§ Exercise instructions: Lines from the entries below that hold "match" form the answer; copy all of them.

== Segment start ==

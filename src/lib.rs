//! Gotify-compatible push endpoint that forwards every message to Pushover, with a single
//! scoped HTTP client per request and Gotify-shaped responses whichever side fails.

#![deny(clippy::all, missing_docs, unused_crate_dependencies)]

pub mod auth;
pub mod config;
pub mod error;
pub mod forward;
pub mod gotify;
pub mod http;
pub mod obs;
pub mod pushover;
pub mod route;

pub use config::{BridgeConfig, BridgeConfigBuilder, BridgeOptions};
pub use forward::Bridge;
pub use route::RouterExt;

mod _prelude {
	pub use std::{
		collections::HashMap,
		fmt::{Debug, Display, Formatter, Result as FmtResult},
		future::Future,
		pin::Pin,
		sync::Arc,
		time::Duration,
	};

	pub use reqwest::{Client as ReqwestClient, Error as ReqwestError};
	pub use serde::{Deserialize, Serialize};
	pub use thiserror::Error as ThisError;
	pub use url::Url;

	pub use crate::error::{Error, Result};
}

pub use axum;
pub use reqwest;
pub use url;
#[cfg(test)]
use {color_eyre as _, httpmock as _, tokio as _, tower as _, tracing_subscriber as _};
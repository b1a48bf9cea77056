// self
use crate::obs::ForwardOutcome;

/// Records a terminal state via the global metrics recorder (when enabled).
pub fn record_forward_outcome(outcome: ForwardOutcome) {
	#[cfg(feature = "metrics")]
	{
		metrics::counter!("gotify_pushover_forward_total", "outcome" => outcome.as_str())
			.increment(1);
	}

	#[cfg(not(feature = "metrics"))]
	{
		let _ = outcome;
	}
}

#[cfg(test)]
mod tests {
	// self
	use super::*;

	#[test]
	fn record_forward_outcome_noop_without_recorder() {
		record_forward_outcome(ForwardOutcome::SinkError);
	}
}
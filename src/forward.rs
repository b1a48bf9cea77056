//! Forwarding pipeline: credential → authorization → translation → Pushover → Gotify response.
//!
//! [`Bridge::handle`] is the boundary where every failure becomes a [`GotifyResponse`]. The
//! checks run in a fixed order: a missing credential is reported before the body is even
//! parsed, and a denied request never reaches translation or the network. Each request
//! makes at most one outbound call and never retries.
//!
//! Pushover statuses are mapped in two tiers. 400, 401 and 403 mean the caller's own
//! request was bad, so they pass through verbatim with Pushover's body. Every other
//! non-200 status becomes a 500 whose label names the original status.

pub mod translate;

// self
use crate::{
	_prelude::*,
	auth::{self, AuthorizeDecision, Credential, RequestContext},
	config::BridgeConfig,
	error::{ConfigError, TransportError},
	gotify::{GotifyMessage, GotifyResponse},
	http::{ClientFactory, ScopedClient},
	obs::{self, ForwardOutcome, ForwardSpan},
	pushover::PushoverMessage,
};

/// Request handler shared by every route registered for one configuration.
#[derive(Clone)]
pub struct Bridge {
	config: Arc<BridgeConfig>,
	client_factory: Option<Arc<dyn ClientFactory>>,
}
impl Bridge {
	/// Creates a bridge for a validated configuration.
	pub fn new(config: BridgeConfig) -> Self {
		Self { config: Arc::new(config), client_factory: None }
	}

	/// Creates a bridge that only resolves the Pushover user; everything else keeps its
	/// default.
	pub fn basic<F>(resolve_recipient: F) -> Result<Self, ConfigError>
	where
		F: 'static + Send + Sync + Fn(&str) -> String,
	{
		Ok(Self::new(BridgeConfig::basic(resolve_recipient)?))
	}

	/// Attaches the application's named client factory, consulted for
	/// [`PUSHOVER_CLIENT_NAME`](crate::http::PUSHOVER_CLIENT_NAME) when the configuration
	/// has no client provider.
	pub fn with_client_factory(mut self, factory: impl 'static + ClientFactory) -> Self {
		self.client_factory = Some(Arc::new(factory));

		self
	}

	/// Configuration the bridge runs with.
	pub fn config(&self) -> &BridgeConfig {
		&self.config
	}

	/// Runs the full pipeline for a raw request and normalizes the outcome.
	///
	/// This never fails: every error is logged (when enabled) and turned into a Gotify
	/// error payload.
	pub async fn handle(&self, context: RequestContext, body: &[u8]) -> GotifyResponse {
		self.handle_read(context, Ok(body)).await
	}

	/// Same as [`handle`](Self::handle) for a body the HTTP layer may have failed to read.
	///
	/// The read failure is only reported once a credential has been found.
	pub async fn handle_read(
		&self,
		context: RequestContext,
		body: Result<&[u8]>,
	) -> GotifyResponse {
		let span = ForwardSpan::new(&self.config.options.logger_name);

		span.instrument(async {
			let (result, message) = match auth::extract_credential(&context) {
				Err(e) => (Err(e), None),
				Ok(credential) => match body.and_then(GotifyMessage::from_slice) {
					Err(e) => (Err(e), None),
					Ok(message) => {
						let result = self.forward(&context, &credential, &message).await;

						(result.map(drop), Some(message))
					},
				},
			};

			self.finish(result, message.as_ref())
		})
		.await
	}

	/// Authorizes, translates, and sends one parsed message.
	///
	/// Returns the Pushover body that was accepted.
	pub async fn forward(
		&self,
		context: &RequestContext,
		credential: &Credential,
		message: &GotifyMessage,
	) -> Result<PushoverMessage> {
		let config = &self.config;

		if let AuthorizeDecision::Deny(reason) =
			config.authorizer.authorize(context, credential, message).await
		{
			if config.options.log.denied {
				obs::log_denied(&config.options.logger_name, message, reason.as_deref());
			}

			return Err(Error::AuthorizationDenied { reason });
		}

		let outbound = config.translate(credential, message);

		self.send(outbound, message).await
	}

	async fn send(
		&self,
		outbound: PushoverMessage,
		message: &GotifyMessage,
	) -> Result<PushoverMessage> {
		let config = &self.config;
		let options = &config.options;
		// Released back to its provider on every exit from this function, including a drop
		// of the enclosing future.
		let client =
			ScopedClient::acquire(config.client_provider.as_ref(), self.client_factory.as_ref())?;
		let mut request = client.post(config.sink_endpoint.clone()).json(&outbound);

		if let Some(timeout) = options.request_timeout() {
			request = request.timeout(timeout);
		}

		let response = request.send().await.map_err(TransportError::from)?;
		let status = response.status().as_u16();

		if status == 200 {
			if options.log.sink_success {
				obs::log_sink_success(&options.logger_name, &outbound, message);
			}

			return Ok(outbound);
		}

		let body = response.text().await.map_err(TransportError::from)?;

		if options.log.sink_failure {
			obs::log_sink_failure(&options.logger_name, status, &outbound, message, &body);
		}

		match status {
			400 | 401 | 403 => Err(Error::SinkClientError { status, body }),
			_ => Err(Error::SinkServerError { status, body }),
		}
	}

	fn finish(&self, result: Result<()>, message: Option<&GotifyMessage>) -> GotifyResponse {
		let options = &self.config.options;

		match &result {
			Err(e) if e.is_fault() && options.log.exception =>
				obs::log_fault(&options.logger_name, message, e),
			_ => {},
		}

		obs::record_forward_outcome(ForwardOutcome::of(&result));

		GotifyResponse::from(result)
	}
}
impl Debug for Bridge {
	fn fmt(&self, f: &mut Formatter) -> FmtResult {
		f.debug_struct("Bridge")
			.field("config", &self.config)
			.field("client_factory_set", &self.client_factory.is_some())
			.finish()
	}
}

#[cfg(test)]
mod tests {
	// crates.io
	use axum::http::{HeaderMap, HeaderValue, Uri};
	// self
	use super::*;
	use crate::{
		auth::authorize_fn,
		gotify::{GotifyError, INTERNAL_ERROR_DESCRIPTION, INTERNAL_ERROR_LABEL},
	};

	fn context_with_key(key: &'static str) -> RequestContext {
		let mut headers = HeaderMap::new();

		headers.insert("x-gotify-key", HeaderValue::from_static(key));

		RequestContext::new(Uri::from_static("/gotify-to-pushover/message"), headers)
	}

	#[test]
	fn bridge_exposes_its_configuration() {
		let config = BridgeConfig::builder()
			.resolve_recipient(|_| "U".into())
			.logger_name("Alerts")
			.build()
			.expect("Configuration should build.");
		let bridge = Bridge::new(config);

		assert_eq!(bridge.config().options().logger_name, "Alerts");
		assert_eq!(bridge.config().sink_endpoint().as_str(), crate::pushover::MESSAGES_API);
	}

	#[tokio::test]
	async fn missing_credential_is_reported_before_body_parse() {
		let bridge = Bridge::basic(|_| "U".into()).expect("Bridge should build.");
		let response = bridge
			.handle(RequestContext::new(Uri::from_static("/m"), HeaderMap::new()), b"not json")
			.await;

		assert_eq!(
			response,
			GotifyResponse::Failed(GotifyError::new(
				401,
				"Unauthorized",
				"Missing Gotify token in request query parameters and headers",
			))
		);
	}

	#[tokio::test]
	async fn invalid_body_is_bad_request() {
		let bridge = Bridge::basic(|_| "U".into()).expect("Bridge should build.");
		let response = bridge.handle(context_with_key("cred"), b"{\"title\":").await;

		assert_eq!(response.status(), 400);
	}

	#[tokio::test]
	async fn denial_short_circuits_before_any_client_is_needed() {
		let config = BridgeConfig::builder()
			.resolve_recipient(|_| "U".into())
			.authorizer(authorize_fn(|_, _, _| async { AuthorizeDecision::deny("quiet hours") }))
			.sink_endpoint(Url::parse("http://127.0.0.1:9/never").expect("Test URL should parse."))
			.build()
			.expect("Configuration should build.");
		let response = Bridge::new(config).handle(context_with_key("cred"), b"{}").await;

		assert_eq!(
			response,
			GotifyResponse::Failed(GotifyError::new(403, "Forbidden", "quiet hours"))
		);
	}

	#[tokio::test]
	async fn unreachable_sink_is_an_opaque_fault() {
		let config = BridgeConfig::builder()
			.resolve_recipient(|_| "U".into())
			.sink_endpoint(
				Url::parse("http://127.0.0.1:9/1/messages.json").expect("Test URL should parse."),
			)
			.request_timeout(Duration::from_secs(2))
			.log_events(crate::config::LogEvents::NONE)
			.build()
			.expect("Configuration should build.");
		let response =
			Bridge::new(config).handle(context_with_key("cred"), br#"{"message":"m"}"#).await;

		assert_eq!(
			response,
			GotifyResponse::Failed(GotifyError::new(
				500,
				INTERNAL_ERROR_LABEL,
				INTERNAL_ERROR_DESCRIPTION
			))
		);
	}
}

== Segment end ==

§ Answer space:
			let (result, message) = match auth::extract_credential(&context) {
				Ok(credential) => match body.and_then(GotifyMessage::from_slice) {
		match status {
		match &result {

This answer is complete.